Наконец получилось и у Волчонка. Он повеселел. Заулыбался и Кешка.

– А ты гордый, как и все тунгусы! Слово не скажи, сразу же и за нож!.. За себя постоять надо, да зачем человека-то резать.

– Можно, когда тебя бить.

Мельников покачал головой.

– Лево крыло потише, сволочи! – неистово ревел башлык. – Право веселей шевелись! Суки паршивые!..

Лошади уже дохаживали последние круги вокруг своих воротов[31]31
  Ворота – деревянная тумба, которая, вращаясь вокруг своей оси, наматывает веревку невода.


[Закрыть]
.

Голубоватые глаза Кешки весело ощупали ладную фигуру Волчонка.

– Ну, что ж, будем друзьями! Давай закурим, – Кешка протянул Магдаулю папиросы.

– Мой трубка курит.

– A-а, звать-то тебя как?

– Магдауль-Волчонок.

– Значит, верно – тунгус. Унты бисером вышитые.

– Нет, бурят.

– А имя тунгусское.

– Тунгус кормил меня, имя давал.

– Вон оно что. Чего охоту забросил? Ты же с Королем соболюешь.

– Пошто бросать, жениться буду на Верке, потом пойду.

– Ясно. Я и то смотрю, все около Веры крутишься: то дров ей наколешь, то воды принесешь. А за чем дело стало? Давай свадьбу сыграем, прямо здесь на Покойниках!.. А?..

– Вера баит – нельзя. Год надо ждать. – Волчонок погрустнел, сник.

А Кешка рассмеялся, хлопнул Магдауля по плечу.

– Ерунда! Я ее уговорю! И сам вас отвезу в церковь… Наверно, она без попа не согласна сходиться?..

– Аха… Поп нада, сказала Вера.

– Раз так сказала, поедет и сейчас. Свадьбу всей артелью устроим!.. Да такую, чтоб тайга и море, глядя на нее, пустились в пляс!

Волчонок вытянулся, распрямил плечи. Глаза его расширились, заискрились неистовым счастьем. Надежда всколыхнула таежника, и он, словно обезумев, схватил Кешку в охапку, приподнял его – хохотавшего – сильно затряс, потом осторожно поставил на землю.

– Ты правду баишь?! Ты же богач! Ты все можешь!

Мельников сразу остыл.

– Какой я богач! – увидел погрустневшее лицо Волчонка, упрямо проговорил: – Сказал помогу, значит, помогу.

Волчонок засиял, словно кедр на ярком солнце после длительного ненастья. Он топтался на одном месте, мял шапку и тряс головой.

– Ты твердый, как твой бабай Ефремка-Рыжий!.. Уй неладно баил, «рыжий» сказала, так его зовут тунгусы.

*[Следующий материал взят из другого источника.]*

//! Tabular ingestion into validated [`ShipmentRecord`]s.
//!
//! Headers are matched loosely (case and whitespace are ignored, and both the
//! spreadsheet labels and the camelCase field names are accepted). Cells are
//! coerced rather than rejected; the report says how often that happened.

use std::collections::HashMap;
use std::fs::File;
use std::io::Read;
use std::path::Path;

use chrono::{Duration, NaiveDate};
use tracing::{info, warn};

use crate::error::{Error, Result};
use crate::models::{ShipmentRecord, UNKNOWN_CAPTAIN};

#[derive(Debug, Clone, Copy, PartialEq, Eq, Hash)]
enum Column {
    Id,
    Company,
    Package,
    Date,
    Shipments,
    Fare,
    Delivered,
    Failed,
    Captain,
}

impl Column {
    const ALL: [Column; 9] = [
        Column::Id,
        Column::Company,
        Column::Package,
        Column::Date,
        Column::Shipments,
        Column::Fare,
        Column::Delivered,
        Column::Failed,
        Column::Captain,
    ];

    fn aliases(self) -> &'static [&'static str] {
        match self {
            Column::Id => &["id"],
            Column::Company => &["companyname", "company"],
            Column::Package => &["packagecode", "package"],
            Column::Date => &["date"],
            Column::Shipments => &["#shipments", "shipments"],
            Column::Fare => &["packagefare", "fare"],
            Column::Delivered => &["#deliveredshipments", "deliveredshipments", "delivered"],
            Column::Failed => &["#failedshipments", "failedshipments", "failed"],
            Column::Captain => &["captain"],
        }
    }

    fn from_header(header: &str) -> Option<Self> {
        let normalized: String = header
            .chars()
            .filter(|c| !c.is_whitespace())
            .map(|c| c.to_ascii_lowercase())
            .collect();
        Column::ALL
            .into_iter()
            .find(|column| column.aliases().contains(&normalized.as_str()))
    }
}

/// Outcome of one ingestion run.
#[derive(Debug, Clone, Default, PartialEq)]
pub struct IngestReport {
    pub records: Vec<ShipmentRecord>,
    /// Rows without a company name
    pub dropped_rows: usize,
    /// Rows whose date could not be parsed and were set to `today`
    pub defaulted_dates: usize,
    /// Rows without a captain, recorded as [`UNKNOWN_CAPTAIN`]
    pub defaulted_captains: usize,
    /// Negative numeric cells raised to 0
    pub clamped_values: usize,
}

pub fn read_csv_path(path: &Path, today: NaiveDate) -> Result<IngestReport> {
    let file = File::open(path).map_err(|e| Error::io(path, e))?;
    let report = read_csv(file, today)?;
    info!(
        path = %path.display(),
        records = report.records.len(),
        dropped = report.dropped_rows,
        "Imported shipment records"
    );
    Ok(report)
}

/// Reads a header row followed by data rows.
///
/// Returns [`Error::EmptyDataset`] when no row survives validation.
pub fn read_csv<R: Read>(source: R, today: NaiveDate) -> Result<IngestReport> {
    let mut reader = csv::ReaderBuilder::new()
        .flexible(true)
        .trim(csv::Trim::All)
        .from_reader(source);

    let mut columns: HashMap<Column, usize> = HashMap::new();
    for (index, header) in reader.headers()?.iter().enumerate() {
        if let Some(column) = Column::from_header(header) {
            columns.entry(column).or_insert(index);
        }
    }

    let mut report = IngestReport::default();

    for (index, row) in reader.records().enumerate() {
        let row = row?;
        let cell = |column: Column| columns.get(&column).and_then(|&i| row.get(i)).unwrap_or("");

        let company = cell(Column::Company);
        if company.is_empty() {
            report.dropped_rows += 1;
            continue;
        }

        let captain = match cell(Column::Captain) {
            "" => {
                report.defaulted_captains += 1;
                UNKNOWN_CAPTAIN.to_string()
            }
            name => name.to_string(),
        };

        let date = match parse_date(cell(Column::Date)) {
            Some(date) => date,
            None => {
                report.defaulted_dates += 1;
                today
            }
        };

        let mut clamp = |value: f64, column: Column| -> f64 {
            if value < 0.0 {
                warn!(row = index + 1, ?column, value, "Negative value clamped to 0");
                report.clamped_values += 1;
                0.0
            } else {
                value
            }
        };

        let shipments = clamp(parse_number(cell(Column::Shipments)), Column::Shipments);
        let delivered = clamp(parse_number(cell(Column::Delivered)), Column::Delivered);
        let failed = clamp(parse_number(cell(Column::Failed)), Column::Failed);
        let package_fare = clamp(parse_number(cell(Column::Fare)), Column::Fare);

        let id = match cell(Column::Id) {
            "" => format!("import-{index}"),
            id => id.to_string(),
        };

        report.records.push(ShipmentRecord {
            id,
            company_name: company.to_string(),
            package_code: cell(Column::Package).to_string(),
            date,
            shipments: shipments.round() as u64,
            package_fare,
            delivered_shipments: delivered.round() as u64,
            failed_shipments: failed.round() as u64,
            captain,
        });
    }

    if report.records.is_empty() {
        return Err(Error::EmptyDataset {
            dropped: report.dropped_rows,
        });
    }

    if report.defaulted_dates > 0 {
        warn!(rows = report.defaulted_dates, %today, "Unparseable dates replaced with today");
    }

    Ok(report)
}

/// Lenient numeric parse: thousands separators are ignored, anything
/// unreadable is 0.
pub fn parse_number(raw: &str) -> f64 {
    let cleaned: String = raw.trim().chars().filter(|&c| c != ',').collect();
    match cleaned.parse::<f64>() {
        Ok(value) if value.is_finite() => value,
        _ => 0.0,
    }
}

/// Accepts `YYYY-MM-DD` (optionally followed by a time), `M/D/YYYY`,
/// `D-M-YYYY` and spreadsheet serial day numbers.
pub fn parse_date(raw: &str) -> Option<NaiveDate> {
    let raw = raw.trim();
    if raw.is_empty() {
        return None;
    }

    if let Ok(date) = NaiveDate::parse_from_str(raw, "%Y-%m-%d") {
        return Some(date);
    }
    if let Some(prefix) = raw.get(..10) {
        if raw.len() > 10 {
            if let Ok(date) = NaiveDate::parse_from_str(prefix, "%Y-%m-%d") {
                return Some(date);
            }
        }
    }
    if let Ok(date) = NaiveDate::parse_from_str(raw, "%m/%d/%Y") {
        return Some(date);
    }
    if let Ok(date) = NaiveDate::parse_from_str(raw, "%d-%m-%Y") {
        return Some(date);
    }

    raw.parse::<f64>().ok().and_then(from_serial)
}

/// Spreadsheet serial dates count days from 1899-12-30.
fn from_serial(serial: f64) -> Option<NaiveDate> {
    if !(1.0..=2_958_465.0).contains(&serial) {
        return None;
    }
    let epoch = NaiveDate::from_ymd_opt(1899, 12, 30)?;
    epoch.checked_add_signed(Duration::days(serial.floor() as i64))
}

Ты не сердись.

Кешка расхохотался.

– Это еще ладно, что зовут Рыжим. А надо бы его звать Ефрем-обманщик.

– Ой-ей-ей! Как можно – бабая?

– Обманщик он. Ты от Лозовского из половины ходишь с Королем соболевать?

– Аха.

– Он тоже обманщик. Все они… и мои отец, и Буклицкий, и Новомейский, и твой Лозовский – все обманщики. На чужом труде капиталы наживают. На вашей шее сидят.

– Ты пошло так баишь? Ай-яй-яй, эта шибко худа.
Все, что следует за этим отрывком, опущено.